Innovative medical devices can also vastly improve quality of life. Consider a soft robotic wearable that a team of researchers developed in order to assist upper arm and shoulder movement in people with ALS. Though the product is not yet available commercially, its intuitive HMI — which meant that study participants learned how to operate the device in less than 15 minutes — will allow it to integrate into a patient’s everyday life with ease.
How to alleviate staffing issues
Another challenge for the healthcare industry is ongoing staffing challenges. We saw COVID-19 disrupt more than just global supply chains. In many cases, the pandemic interrupted the important education and training for those embarking on a medical career. Many also reconsidered remaining in the medical field due to burnout from an extremely stressful work environment.

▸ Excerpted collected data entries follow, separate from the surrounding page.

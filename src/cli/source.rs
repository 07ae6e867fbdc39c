//! Source commands: routes, context, infer, predict.

use std::path::Path;
use std::sync::Arc;

use anyhow::{anyhow, Result};
use serde_json::json;

use super::{print_json, Workspace};
use crate::controller::ControllerResolver;
use crate::hybrid::{HybridOptions, HybridPayloadGenerator};
use crate::inference::CollectionInferencer;
use crate::predict::{HttpCompletionClient, LlmPredictor};
use crate::routes::types::normalize_route_path;
use crate::routes::{DetectedRoute, HttpMethod, RouteDetector, RouteFileConventions};
use crate::snapshot::RouteSnapshot;

fn detector(workspace: &Workspace) -> RouteDetector {
    RouteDetector::with_conventions(
        &workspace.root,
        RouteFileConventions::new(&workspace.config.workspace.extra_ignore),
    )
}

/// Detected route matching `method` and `path`.
fn find_route(workspace: &Workspace, method: &str, path: &str) -> Result<Option<DetectedRoute>> {
    let method: HttpMethod = method.parse()?;
    let path = normalize_route_path(path);
    Ok(detector(workspace)
        .detect_routes()
        .into_iter()
        .find(|r| r.method == method && r.path == path))
}

fn require_route(workspace: &Workspace, method: &str, path: &str) -> Result<DetectedRoute> {
    find_route(workspace, method, path)?
        .ok_or_else(|| anyhow!("no route {} {} under {}", method.to_uppercase(), path, workspace.root.display()))
}

pub fn routes(workspace: &Workspace, file: Option<&Path>) -> Result<()> {
    let detector = detector(workspace);
    let routes = match file {
        Some(file) => detector.detect_routes_in_file(file),
        None => detector.detect_routes(),
    };
    print_json(&routes)
}

pub fn context(workspace: &Workspace, method: &str, path: &str) -> Result<()> {
    let route = require_route(workspace, method, path)?;
    match ControllerResolver::new().extract_controller_context(&route) {
        Some(context) => print_json(&context),
        None => Err(anyhow!(
            "handler '{}' not found; it is declared at {}:{}",
            route.handler,
            route.file_path.display(),
            route.line
        )),
    }
}

pub fn infer(workspace: &Workspace, method: &str, path: &str, all: bool) -> Result<()> {
    // Works for routes that are not in the project too.
    let route = match find_route(workspace, method, path)? {
        Some(route) => route,
        None => DetectedRoute {
            method: method.parse()?,
            path: normalize_route_path(path),
            file_path: workspace.root.clone(),
            line: 0,
            middlewares: Vec::new(),
            handler: crate::routes::ANONYMOUS_HANDLER.to_string(),
            router_prefix: None,
            controller_file_path: None,
            controller_function: None,
            inline_span: None,
        },
    };

    let inferencer = CollectionInferencer::new();
    if all {
        print_json(&inferencer.get_collection_suggestions(&route))
    } else {
        print_json(&inferencer.infer_collection_name(&route))
    }
}

pub async fn predict(
    workspace: &Workspace,
    method: &str,
    path: &str,
    options: &HybridOptions,
    snapshot: bool,
) -> Result<()> {
    let route = require_route(workspace, method, path)?;
    let connection = workspace.connect().await;
    let client = Arc::new(HttpCompletionClient::new(workspace.config.llm.clone())?);
    let generator = HybridPayloadGenerator::new(Arc::new(LlmPredictor::new(client)), connection.clone());

    let prediction = generator.generate_hybrid_prediction(&route, options).await?;
    connection.disconnect();

    if snapshot {
        let context = ControllerResolver::new().extract_controller_context(&route);
        let record = RouteSnapshot::new(&route, context.as_ref(), Some(&prediction));
        print_json(&json!({ "snapshot": record, "payload": prediction.payload }))
    } else {
        print_json(&prediction)
    }
}
impl DataSampler {
    pub fn new(connection: Arc<Connection>) -> Self {
        Self { connection }
    }

    pub fn connection(&self) -> &Arc<Connection> {
        &self.connection
    }

    pub fn is_available(&self) -> bool {
        self.connection.is_available()
    }

    /// Run `op` against the attached store; unavailable or failing stores
    /// produce `T::default()` and a warning.
    async fn degrade<T, F, Fut>(&self, what: &str, op: F) -> T
    where
        T: Default,
        F: FnOnce(Arc<dyn DocumentStore>) -> Fut,
        Fut: std::future::Future<Output = Result<T>>,
    {
        let Some(store) = self.connection.store() else {
            debug!(operation = what, "document store unavailable");
            return T::default();
        };
        match op(store).await {
            Ok(value) => value,
            Err(e) => {
                warn!(operation = what, error = %e, "document store operation failed");
                T::default()
            }
        }
    }

    /// User collection names, sorted; `system.*` is hidden.
    pub async fn list_collections(&self) -> Vec<String> {
        let mut names: Vec<String> = self
            .degrade("list_collections", |store| async move {
                store.list_collection_names().await
            })
            .await;
        names.retain(|n| !n.starts_with("system."));
        names.sort();
        names
    }

    /// Every collection with its count and average document size.
    pub async fn get_collections_info(&self) -> Vec<CollectionInfo> {
        let Some(store) = self.connection.store() else {
            return Vec::new();
        };
        let mut infos = Vec::new();
        for name in self.list_collections().await {
            let info = match store.collection_stats(&name).await {
                Ok(stats) => CollectionInfo {
                    name,
                    count: stats.count,
                    avg_size: stats.avg_obj_size,
                },
                Err(e) => {
                    debug!(collection = %name, error = %e, "stats unavailable, counting instead");
                    let count = store.count_documents(&name).await.unwrap_or_else(|e| {
                        warn!(collection = %name, error = %e, "count failed");
                        0
                    });
                    CollectionInfo {
                        name,
                        count,
                        avg_size: None,
                    }
                }
            };
            infos.push(info);
        }
        infos
    }

    /// Up to `limit` documents chosen by the sampling policy.
    pub async fn get_sample_documents(&self, collection: &str, limit: usize) -> Vec<SampleDocument> {
        self.sample_raw(collection, limit)
            .await
            .iter()
            .map(SampleDocument::from_document)
            .collect()
    }

    /// Sampling policy:
    ///
    /// - `count <= limit`: every document
    /// - `count < 100`: one random window of `limit` documents
    /// - otherwise: the store's random sample
    pub async fn sample_raw(&self, collection: &str, limit: usize) -> Vec<Document> {
        let limit = limit as u64;
        if limit == 0 {
            return Vec::new();
        }
        self.degrade("sample", |store| async move {
            let total = store.count_documents(collection).await?;
            if total == 0 {
                return Ok(Vec::new());
            }
            if total <= limit {
                return store.find(collection, &Filter::All, 0, total).await;
            }
            if total < SKIP_SAMPLING_THRESHOLD {
                let skip = random_below(total - limit + 1);
                return store.find(collection, &Filter::All, skip, limit).await;
            }
            store.sample(collection, limit).await
        })
        .await
    }

    /// Per-field types, presence and examples over a sample, most frequent
    /// first.
    pub async fn infer_schema(&self, collection: &str, sample_size: usize) -> Vec<SchemaField> {
        let docs = self.sample_raw(collection, sample_size).await;
        schema_from_documents(&docs)
    }

    /// Up to `limit` distinct non-null values of one field.
    pub async fn get_field_samples(&self, collection: &str, field: &str, limit: usize) -> Vec<Value> {
        let mut values: Vec<Value> = self
            .degrade("field_samples", |store| async move {
                store
                    .distinct(collection, field, &Filter::Exists(field.to_string()))
                    .await
            })
            .await;
        values.retain(|v| !v.is_null());
        values.truncate(limit);
        values
    }

    /// Ids in `related_collection` that `collection.foreign_key` actually
    /// references, padded with arbitrary ids from `related_collection` when
    /// fewer than `limit` are referenced.
    pub async fn find_valid_object_ids(
        &self,
        collection: &str,
        foreign_key: &str,
        related_collection: &str,
        limit: usize,
    ) -> Vec<ReferencedId> {
        if limit == 0 {
            return Vec::new();
        }
        self.degrade("find_valid_object_ids", |store| async move {
            let mut found: Vec<ReferencedId> = Vec::new();

            let referenced: BTreeSet<String> = store
                .distinct(collection, foreign_key, &Filter::Exists(foreign_key.to_string()))
                .await?
                .iter()
                .filter_map(object_id_hex)
                .collect();

            if !referenced.is_empty() {
                // Match both ObjectId and string-encoded ids.
                let candidates: Vec<Value> = referenced
                    .iter()
                    .flat_map(|hex| [object_id_value(hex), Value::String(hex.clone())])
                    .collect();
                let docs = store
                    .find(
                        related_collection,
                        &Filter::In(ID_FIELD.to_string(), candidates),
                        0,
                        limit as u64,
                    )
                    .await?;
                found.extend(docs.iter().map(|d| ReferencedId {
                    id: document_id(d),
                    referenced: true,
                    display_name: Some(display_name(d)),
                }));
            }

            if found.len() < limit {
                let padding = store
                    .find(related_collection, &Filter::All, 0, (limit * 2) as u64)
                    .await?;
                for doc in &padding {
                    if found.len() >= limit {
                        break;
                    }
                    let id = document_id(doc);
                    if id.is_empty() || found.iter().any(|f| f.id == id) {
                        continue;
                    }
                    found.push(ReferencedId {
                        id,
                        referenced: false,
                        display_name: Some(display_name(doc)),
                    });
                }
            }

            Ok(found)
        })
        .await
    }
}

As the healthcare industry addresses ongoing staffing challenges, they will need to employ both short and long-term strategies. For healthcare systems, these strategies might include recruitment, training, and retention initiatives, while medical device manufacturers might look at how to improve product design to make devices error-proof so that they can be easily operated by a newer, less experienced or part-time workforce. Moreover, improving HMI for telemedicine solutions can alleviate the demands on the system, allowing patients in underserved or remote areas to access quality care even when there are staffing shortages.
Better healthcare is possible
The importance of HMI in medical device development cannot be overstated. As the world becomes more digital and connected, medical device manufacturers are responsible for ensuring that their products are innovative, efficient, and user-friendly. By focusing on the needs and experience of the full spectrum of end users and making HMI a priority in device design, we can improve patient care, enhance user experience and ultimately save lives.